Although, the thought of not passing on those genes appeals to me on some level...
But I'm going to go with nurture over nature on explaining her actions. There is a degree to which pampering is good (never having to take out the trash) and bad (having no idea what happens to something after you drop it in the cute little bucket of go-away-now).
Damn trying to work and blog at the same time. A spray bottle.
So quit working?
I knew what you meant, I just had to give you a hard time. Thus, I pay you back for no Snap on Saturday.
See, I was gonna come, but then I was walking along, minding my own business, when a huge bottle of tequila came along and I got all distracted.
Hey cymberleah, I do believe that YOU must show up on Saturday, if you are going to give anyone a hard time about not showing up.
Why don't I get distracted like that? /pout
Nah, it's good. I didn't realize I was looking forward to it until it was 8 and I was obsessively checking my phone. Then I laughed at myself, hoped you were having a good time, and read a book.
Well, I am quite notorious for forgetting to call people back. You should definitely not have faith in me in the future, but rather call. I will not be offended.
That being said, I totally suck.
Perhaps we can have another poker/alternate car game + beer + pizza night on a night which isn't one of the top 5 drinking holidays of the year.
Maybe very soon at a nice spacious place with a big table. And Dr. Pepper...
Paul...
I'm in! As long as we aren't planning to use my place, as my table is about at big as a small puzzle. Actually, it's just a hair smaller, I have learned to my chagrin.
And, I didn't want to play POKER at all. I just wanted to play Snap, and without Quiana there I knew my Snap hopes were doomed. Doomed!
PS: I had an odd thought as I was typing in the anti-spam verification stuff. What if these random strings of letters aren't random at all, but actualy demon names, and typing summons them to our world to wreck havok? I mean, that totally explains global warming right there! Or, perhaps I am just being fanciful again. Hmm. Also, BLZBUB might have influenced me a bit.
Sure whatever.
Top five drinking holidays:
1. St Patrick's Day
2. Cinco de Mayo
3. New Years Eve
4. Friday
5. Saturday
I would throw in Fat Tuesday. And maybe Halloween.
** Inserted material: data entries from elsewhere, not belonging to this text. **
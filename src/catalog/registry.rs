//! The ordered pattern catalog consulted by the classifier.

use super::category::Category;
use super::rule::{CategoryRule, DirShape};
use super::rules::builtin_rules;
use std::collections::HashSet;

/// Ordered table of [`CategoryRule`]s; the first match wins.
///
/// Filtering keeps the relative priority of the remaining rules, which is
/// what config options like `categories = ["venv", "cache"]` rely on.
#[derive(Debug, Clone)]
pub struct PatternCatalog {
    rules: Vec<CategoryRule>,
}

impl PatternCatalog {
    /// Create a catalog with all built-in rules.
    pub fn new() -> Self {
        Self {
            rules: builtin_rules(),
        }
    }

    /// Create a catalog from explicit rules, in priority order.
    pub fn from_rules(rules: Vec<CategoryRule>) -> Self {
        Self { rules }
    }

    /// Create a catalog with only the rules for the given categories.
    ///
    /// # Example
    /// ```
    /// use rusty_reclaim::catalog::{Category, PatternCatalog};
    ///
    /// let catalog = PatternCatalog::with_categories(&[Category::Venv, Category::NodeModules]);
    /// assert_eq!(catalog.len(), 2);
    /// ```
    pub fn with_categories(categories: &[Category]) -> Self {
        let wanted: HashSet<Category> = categories.iter().copied().collect();
        Self {
            rules: builtin_rules()
                .into_iter()
                .filter(|r| wanted.contains(&r.category))
                .collect(),
        }
    }

    /// Create a catalog without the rules for the given categories.
    pub fn without_categories(categories: &[Category]) -> Self {
        let unwanted: HashSet<Category> = categories.iter().copied().collect();
        Self {
            rules: builtin_rules()
                .into_iter()
                .filter(|r| !unwanted.contains(&r.category))
                .collect(),
        }
    }

    /// First rule matching the directory, if any. No I/O.
    pub fn classify(&self, shape: &DirShape) -> Option<&CategoryRule> {
        self.rules.iter().find(|r| r.matches(shape))
    }

    pub fn rules(&self) -> &[CategoryRule] {
        &self.rules
    }

    /// Categories in priority order.
    pub fn categories(&self) -> Vec<Category> {
        self.rules.iter().map(|r| r.category).collect()
    }

    pub fn len(&self) -> usize {
        self.rules.len()
    }

    pub fn is_empty(&self) -> bool {
        self.rules.is_empty()
    }
}

impl Default for PatternCatalog {
    fn default() -> Self {
        Self::new()
    }
}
I always thought of Fat Tuesday as a more regional holiday and according to Wikipedia,:
While not observed nationally throughout the United States, a number of cities and regions in the country have notable celebrations.
I was correct. Yeah me. One cool item of note is that Fat Tuesday is also known as Pancake Day.
And Halloween is for kids, not liquored up adults!!! They have a Peanuts special and everything.
I do believe you may be dating yourself a wee bit....
Every year I have several Halloween parties available- and honestly I'm not that cool.
Every city I have lived in has celebrated Fat Tuesday. The holiday is Catholic in root, not regional.
Perhaps these were not 'drinking holidays' in previous years, but they certainly are now.
I think this stems from the top five drinking days including Friday and Saturday. As long as you have an excuse to go completely over the top, why not? It makes it a memorable drinking Saturday, and not just an average one!
Also, dressing up like a dork and getting drunk enough to not care? What's there not to like?
Every holiday can be considered a drinking holiday if you are using that the loose definition of "a holiday that you may consume intoxicates". MY definition of a drinking holiday is one that exist only for the drinkin'. So in that light I will concede Fat Tuesday/Marti Gras, but will still disagree to my dieing breath that Halloween is for kids. I would say that the 4th of July would meet your definition better than Halloween. But that may just be because that is the first time I shared a fifth with anyone.